* **Collected data entries**:
Segment Open
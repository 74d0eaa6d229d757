use crate::collection::{Channel, CollectionStats};
use crate::config::MonitorConfig;
use crate::error::Result;
use crate::statistic::{Change, IndicatorStatistic, IndicatorValue};
use std::future::Future;
use std::sync::Arc;
use tokio::runtime::Handle;

/// Tracks how many executions of the code sections of one namespace stay
/// active at the same time.
pub struct StaySetIndicator {
    channel: Channel<IndicatorStatistic>,
}

impl StaySetIndicator {
    pub fn new(namespace: &str, config: &MonitorConfig, runtime: &Handle) -> Self {
        Self {
            channel: Channel::spawn(namespace, config, runtime),
        }
    }

    pub fn namespace(&self) -> &str {
        self.channel.namespace()
    }

    pub fn indicator_point(&self, id: &str) -> IndicatorPoint {
        IndicatorPoint {
            channel: self.channel.clone(),
            id: Arc::from(id),
            epoch: self.channel.epoch(),
        }
    }

    /// Returns a handle for `id`, creating the point with `initial` as its
    /// current value. An already existing point keeps its values.
    pub async fn indicator_point_with_value(
        &self,
        id: &str,
        initial: i64,
    ) -> Result<IndicatorPoint> {
        let point = self.indicator_point(id);
        self.channel
            .register(
                point.id.clone(),
                point.epoch,
                IndicatorStatistic::with_initial(initial),
            )
            .await?;
        Ok(point)
    }

    pub async fn increase(&self, id: &str) -> Result<()> {
        self.indicator_point(id).change(Change::Increase).await
    }

    pub async fn decrease(&self, id: &str) -> Result<()> {
        self.indicator_point(id).change(Change::Decrease).await
    }

    pub async fn read(&self, id: &str) -> Result<IndicatorValue> {
        self.channel.read(id).await
    }

    pub async fn values(&self) -> Result<Vec<IndicatorValue>> {
        self.channel.values().await
    }

    /// Calls `f` for every point until it returns an error.
    pub async fn try_for_each<F, E>(&self, f: F) -> std::result::Result<(), E>
    where
        F: FnMut(IndicatorValue) -> std::result::Result<(), E>,
        E: From<crate::error::MonitorError>,
    {
        self.values().await?.into_iter().try_for_each(f)
    }

    pub async fn flush(&self) -> Result<()> {
        self.channel.flush().await
    }

    pub async fn stats(&self) -> Result<CollectionStats> {
        self.channel.stats().await
    }

    /// Discards every indicator point of this namespace. Indications still
    /// running are orphaned and their stops are ignored.
    pub async fn reset(&self) -> Result<()> {
        self.channel.reset().await
    }

    pub fn stop(&self) {
        self.channel.stop();
    }

    pub fn is_stopped(&self) -> bool {
        self.channel.is_stopped()
    }
}

/// Handle to one indicator point.
#[derive(Clone)]
pub struct IndicatorPoint {
    channel: Channel<IndicatorStatistic>,
    id: Arc<str>,
    epoch: u64,
}

impl IndicatorPoint {
    pub fn id(&self) -> &str {
        &self.id
    }

    pub fn namespace(&self) -> &str {
        self.channel.namespace()
    }

    /// Counts one more active execution. The returned indication has to be
    /// stopped, otherwise the current value stays raised for good.
    pub async fn start(&self) -> Result<Indication> {
        self.change(Change::Increase).await?;
        Ok(Indication {
            owner: self.clone(),
        })
    }

    /// Keeps the point raised while `fut` runs.
    pub async fn measure_async<Fut>(&self, fut: Fut) -> Result<Fut::Output>
    where
        Fut: Future,
    {
        let indication = self.start().await?;
        let output = fut.await;
        let _ = indication.stop().await;
        Ok(output)
    }

    pub async fn value(&self) -> Result<IndicatorValue> {
        self.channel.read(&self.id).await
    }

    async fn change(&self, change: Change) -> Result<()> {
        self.channel
            .ingest(self.id.clone(), self.epoch, change)
            .await
    }
}

/// One active execution counted by an indicator point. Stopping consumes
/// it, so it balances its start exactly once.
#[must_use = "an indication keeps the point raised until it is stopped"]
pub struct Indication {
    owner: IndicatorPoint,
}

impl Indication {
    pub async fn stop(self) -> Result<()> {
        self.owner.change(Change::Decrease).await
    }
}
Segment Closed
* **REQUIREMENT**: Copy exactly the lines that run from the first line of the data to the line containing "pub async fn values(&self)", please, with both ends included and nothing else.

* **OUTPUT OF THE TASK**:
repository 74d0eaa6d229d757
use crate::collection::{Channel, CollectionStats};
use crate::config::MonitorConfig;
use crate::error::Result;
use crate::statistic::{Change, IndicatorStatistic, IndicatorValue};
use std::future::Future;
use std::sync::Arc;
use tokio::runtime::Handle;

/// Tracks how many executions of the code sections of one namespace stay
/// active at the same time.
pub struct StaySetIndicator {
    channel: Channel<IndicatorStatistic>,
}

impl StaySetIndicator {
    pub fn new(namespace: &str, config: &MonitorConfig, runtime: &Handle) -> Self {
        Self {
            channel: Channel::spawn(namespace, config, runtime),
        }
    }

    pub fn namespace(&self) -> &str {
        self.channel.namespace()
    }

    pub fn indicator_point(&self, id: &str) -> IndicatorPoint {
        IndicatorPoint {
            channel: self.channel.clone(),
            id: Arc::from(id),
            epoch: self.channel.epoch(),
        }
    }

    /// Returns a handle for `id`, creating the point with `initial` as its
    /// current value. An already existing point keeps its values.
    pub async fn indicator_point_with_value(
        &self,
        id: &str,
        initial: i64,
    ) -> Result<IndicatorPoint> {
        let point = self.indicator_point(id);
        self.channel
            .register(
                point.id.clone(),
                point.epoch,
                IndicatorStatistic::with_initial(initial),
            )
            .await?;
        Ok(point)
    }

    pub async fn increase(&self, id: &str) -> Result<()> {
        self.indicator_point(id).change(Change::Increase).await
    }

    pub async fn decrease(&self, id: &str) -> Result<()> {
        self.indicator_point(id).change(Change::Decrease).await
    }

    pub async fn read(&self, id: &str) -> Result<IndicatorValue> {
        self.channel.read(id).await
    }

    pub async fn values(&self) -> Result<Vec<IndicatorValue>> {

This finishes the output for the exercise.